Jul 01, 2012 | 1292 views | 0 0 comments | 14 14 recommendations | email to a friend | print
Question almost any young adults concerning what they want in a future marriage partner, similarity seems to be a consistent recurring theme.

Like past generations, qualities such as kindness, caring, loving, trustworthiness, and giving are still important. Much like their parents and grandparents, young adults still want someone who will treat them well and honor commitment through thick and thin.

Unlike past generations, young adults are much more focused on marrying someone who shares common interests, who enjoys doing the same types of activities.

The primary reason that similarity is more important for young adults who are considering marriage is that most young adults intend to spend a majority of their leisure time together. Of course, this doesn’t mean they spend every moment together outside of work.

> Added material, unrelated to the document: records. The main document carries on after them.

//! Runtime configuration read from the environment, and the league-status lives table.

use serde::{Deserialize, Serialize};
use std::collections::HashMap;

pub const DEFAULT_LIVES: u32 = 3;

/// Starting lives per league status.
#[derive(Clone, Debug, Eq, PartialEq, Serialize, Deserialize)]
pub struct LivesTable {
    pub by_status: HashMap<String, u32>,
    /// Used for statuses missing from `by_status`.
    pub default_lives: u32,
}

impl Default for LivesTable {
    /// Stronger league tiers start with fewer lives.
    fn default() -> Self {
        let by_status = [("A", 2), ("B", 3), ("C", 4)]
            .into_iter()
            .map(|(s, l)| (s.to_string(), l))
            .collect();
        Self {
            by_status,
            default_lives: DEFAULT_LIVES,
        }
    }
}

impl LivesTable {
    pub fn new(by_status: HashMap<String, u32>, default_lives: u32) -> Self {
        Self {
            by_status,
            default_lives,
        }
    }

    /// Starting lives for a status (case-insensitive).
    pub fn lives_for(&self, status: &str) -> u32 {
        let status = status.trim();
        self.by_status
            .iter()
            .find(|(s, _)| s.eq_ignore_ascii_case(status))
            .map(|(_, &l)| l)
            .unwrap_or(self.default_lives)
    }

    /// Parse `"A=2,B=3"`. Malformed entries are logged and skipped.
    pub fn parse(spec: &str, default_lives: u32) -> Self {
        let mut by_status = HashMap::new();
        for entry in spec.split(',').map(str::trim).filter(|e| !e.is_empty()) {
            let parsed = entry
                .split_once('=')
                .and_then(|(s, l)| Some((s.trim(), l.trim().parse::<u32>().ok()?)))
                .filter(|(s, l)| !s.is_empty() && *l > 0);
            match parsed {
                Some((status, lives)) => {
                    by_status.insert(status.to_string(), lives);
                }
                None => log::warn!("Ignoring invalid LIVES_BY_STATUS entry {:?}", entry),
            }
        }
        Self::new(by_status, default_lives)
    }
}

/// Web server configuration.
#[derive(Clone, Debug)]
pub struct ServerConfig {
    pub host: String,
    pub port: u16,
    pub lives_table: LivesTable,
    /// Cookie signing key material; a random key is generated when missing.
    pub session_key: Option<Vec<u8>>,
}

fn default_host() -> String {
    "0.0.0.0".to_string()
}

fn default_port() -> u16 {
    8080
}

impl ServerConfig {
    /// Read HOST, PORT, DEFAULT_LIVES, LIVES_BY_STATUS and SESSION_KEY.
    pub fn from_env() -> Self {
        Self::from_lookup(|key| std::env::var(key).ok())
    }

    pub fn from_lookup(lookup: impl Fn(&str) -> Option<String>) -> Self {
        let host = lookup("HOST").unwrap_or_else(default_host);
        let port: u16 = lookup("PORT")
            .and_then(|p| p.parse().ok())
            .unwrap_or_else(default_port);
        let default_lives = lookup("DEFAULT_LIVES")
            .and_then(|l| l.parse().ok())
            .filter(|&l| l > 0)
            .unwrap_or(DEFAULT_LIVES);
        let lives_table = match lookup("LIVES_BY_STATUS") {
            Some(spec) => LivesTable::parse(&spec, default_lives),
            None => LivesTable {
                default_lives,
                ..LivesTable::default()
            },
        };
        let session_key = lookup("SESSION_KEY")
            .map(String::into_bytes)
            .filter(|k| {
                let ok = k.len() >= 64;
                if !ok {
                    log::warn!("SESSION_KEY shorter than 64 bytes; using a random key");
                }
                ok
            });
        Self {
            host,
            port,
            lives_table,
            session_key,
        }
    }
}
//! Prize pool: entry fees times paid players, split by a percentage table.

use serde::{Deserialize, Serialize};

/// Payout for one place.
#[derive(Clone, Debug, PartialEq, Serialize, Deserialize)]
pub struct PrizePlace {
    pub place: u32,
    pub amount: f64,
}

/// Total pot and the per-place distribution.
#[derive(Clone, Debug, PartialEq, Serialize, Deserialize)]
pub struct PrizeDistribution {
    pub total_prize_money: f64,
    pub distribution: Vec<PrizePlace>,
}

/// One place per percentage entry. Percentages need not sum to 100; that is up to the caller.
pub fn calculate_prize_pool(
    entry_fee: f64,
    paid_player_count: u32,
    percentages: &[f64],
) -> PrizeDistribution {
    let total_prize_money = entry_fee * f64::from(paid_player_count);
    let distribution = percentages
        .iter()
        .enumerate()
        .map(|(i, pct)| PrizePlace {
            place: i as u32 + 1,
            amount: total_prize_money * pct / 100.0,
        })
        .collect();
    PrizeDistribution {
        total_prize_money,
        distribution,
    }
}
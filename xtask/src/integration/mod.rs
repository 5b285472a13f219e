//! Live test-suite runner.
//!
//! # Usage
//!
//! ```bash
//! # Start DynamoDB Local, run the scenarios, stop the container
//! cargo xtask integration
//!
//! # Reuse an already running DynamoDB Local
//! cargo xtask integration --no-docker
//!
//! # Leave the container running for inspection
//! cargo xtask integration --keep-container
//! ```

pub mod error;

pub use error::{IntegrationError, Result};

use std::time::Duration;

use crate::containers::{self, ContainerRuntime, DYNAMODB_SPEC};
use crate::prelude::*;

/// Integration test command.
#[derive(Debug, clap::Parser)]
#[command(long_about = "Run the tablekit scenarios against DynamoDB Local.

Starts a DynamoDB Local container, runs `cargo test -p tablekit --features
integration` against it and stops the container afterward.

Environment variables:
  AWS_ENDPOINT_URL    - Override the DynamoDB endpoint with --no-docker
                        (default: http://localhost:8000)")]
pub struct IntegrationCommand {
    /// Skip container management (assume DynamoDB Local is already running).
    #[arg(long)]
    pub no_docker: bool,

    /// Keep the container running after tests complete.
    #[arg(long)]
    pub keep_container: bool,

    /// Timeout in seconds for the container health check.
    #[arg(long, default_value = "30")]
    pub health_timeout: u64,

    /// Extra arguments passed to `cargo test` (e.g. a test name filter).
    #[arg(last = true)]
    pub test_args: Vec<String>,
}

/// Main entry point for integration command.
pub async fn run(command: IntegrationCommand, global: crate::Global) -> Result<()> {
    if !global.is_silent() {
        aprintln!("{}", p_b("Integration Tests"));
        aprintln!();
    }

    let endpoint = if command.no_docker {
        std::env::var("AWS_ENDPOINT_URL").unwrap_or_else(|_| containers::endpoint_url(&DYNAMODB_SPEC))
    } else {
        containers::endpoint_url(&DYNAMODB_SPEC)
    };

    let runtime = if command.no_docker {
        if !global.is_silent() {
            aprintln!(
                "{} Skipping container management (--no-docker), using {}",
                p_y("⚠️"),
                endpoint
            );
        }
        None
    } else {
        Some(containers::detect_runtime().await?)
    };

    let started = match runtime {
        Some(rt) => start_dynamodb_container(rt, command.health_timeout, &global).await?,
        None => false,
    };

    let passed = run_tests(&endpoint, &command.test_args, &global).await;

    if let Some(rt) = runtime {
        if started && !command.keep_container {
            stop_dynamodb_container(rt, &global).await?;
        } else if started && !global.is_silent() {
            aprintln!("{} Container left running (--keep-container)", p_y("⚠️"));
        }
    }

    aprintln!();
    if passed? {
        aprintln!("{} {}", p_g("✅"), p_g("All integration tests passed!"));
        Ok(())
    } else {
        aprintln!("{} {}", p_r("❌"), p_r("Some integration tests failed"));
        Err(IntegrationError::TestFailed(
            "cargo test exited with a failure status".to_string(),
        ))
    }
}

/// Run the feature-gated scenarios. Returns whether they passed.
async fn run_tests(endpoint: &str, test_args: &[String], global: &crate::Global) -> Result<bool> {
    if !global.is_silent() {
        aprintln!("{} {}", p_b("🔧"), p_b("Running tablekit scenarios..."));
    }

    let mut cmd = tokio::process::Command::new("cargo");
    cmd.args(["test", "-p", "tablekit", "--features", "integration"]);
    if !test_args.is_empty() {
        cmd.arg("--").args(test_args);
    }
    cmd.envs(containers::environment_variables(endpoint));

    tracing::debug!(endpoint, "Running cargo test");
    let status = cmd.status().await?;

    Ok(status.success())
}

/// Start DynamoDB Local. Returns `false` if it was already running.
async fn start_dynamodb_container(
    runtime: ContainerRuntime,
    timeout_secs: u64,
    global: &crate::Global,
) -> Result<bool> {
    if containers::is_running(runtime, DYNAMODB_SPEC.name).await? {
        if !global.is_silent() {
            aprintln!("{} DynamoDB Local container already running", p_y("⚠️"));
        }
        return Ok(false);
    }

    if !global.is_silent() {
        aprintln!("{} Starting DynamoDB Local container...", p_b("🐳"));
    }

    if !global.is_silent() {
        aprintln!(
            "{} Waiting for container health (max {}s)...",
            p_b("⏳"),
            timeout_secs
        );
    }

    containers::start_healthy(runtime, &DYNAMODB_SPEC, Duration::from_secs(timeout_secs)).await?;

    if !global.is_silent() {
        aprintln!("{} DynamoDB Local is ready", p_g("✅"));
    }

    Ok(true)
}

async fn stop_dynamodb_container(runtime: ContainerRuntime, global: &crate::Global) -> Result<()> {
    if !global.is_silent() {
        aprintln!("{} Stopping DynamoDB Local container...", p_b("🐳"));
    }

    containers::stop_container(runtime, DYNAMODB_SPEC.name).await?;

    if !global.is_silent() {
        aprintln!("{} DynamoDB Local container stopped", p_g("✅"));
    }

    Ok(())
}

Contemporary young adults cherish independence, having their own space and free time to enjoy things important to them, but, at the same time, they want to be married to someone who shares common interests in life. Gone are the days when men spend their pleasure time with other men at men’s clubs such as the Elks, Lions, Masons or AMVETS. All of these clubs have declined sharply in membership over the past 30 years.

Equally true, garden clubs, bridge clubs, and such no longer hold interest for most young women. Rather, young couples look to each other to enjoy their leisure time. Playing cards, growing flowers, hiking, camping, reading, gourmet cooking, playing sports, traveling are seen as activities to be shared primarily with your spouse. For this reason, it becomes crucial that whomever a young person marries shares common leisure-time activities.

As important as shared interests, shared beliefs appear to be even more important. Religious convictions, parenting style, financial management, and social engagement are increasingly seen as an essential foundation to a healthy marriage.

Perhaps watching older generations argue and fight about fundamental differences in beliefs without resolution has probably motivated young adults to remove the likelihood of such fighting by marrying someone who shares their basic belief system.

Finding someone who shares both your interests and your beliefs is a tall order, especially when coupled with the reality that young adults also want someone who is irresistibly attractive to them. Such ideal adults are hard to find.

Apparently, young adults are willing to be patient and wait. Unlike past generations that felt pressures to marry before the ripe old age of 25 (thus avoiding becoming an "old maid"), today’s young adults are content to let the clock tick a little longer.

On average, males marry at age 27 and females at 25. However, letting the clock tick past age 30 is problematic for most. By then, the majority of young adults want to be settled into their marriage, their careers, and begin planning for children.

Without question, young adults in our society are doing life differently.

Will life be better or worse or about the same for them? Only time will tell.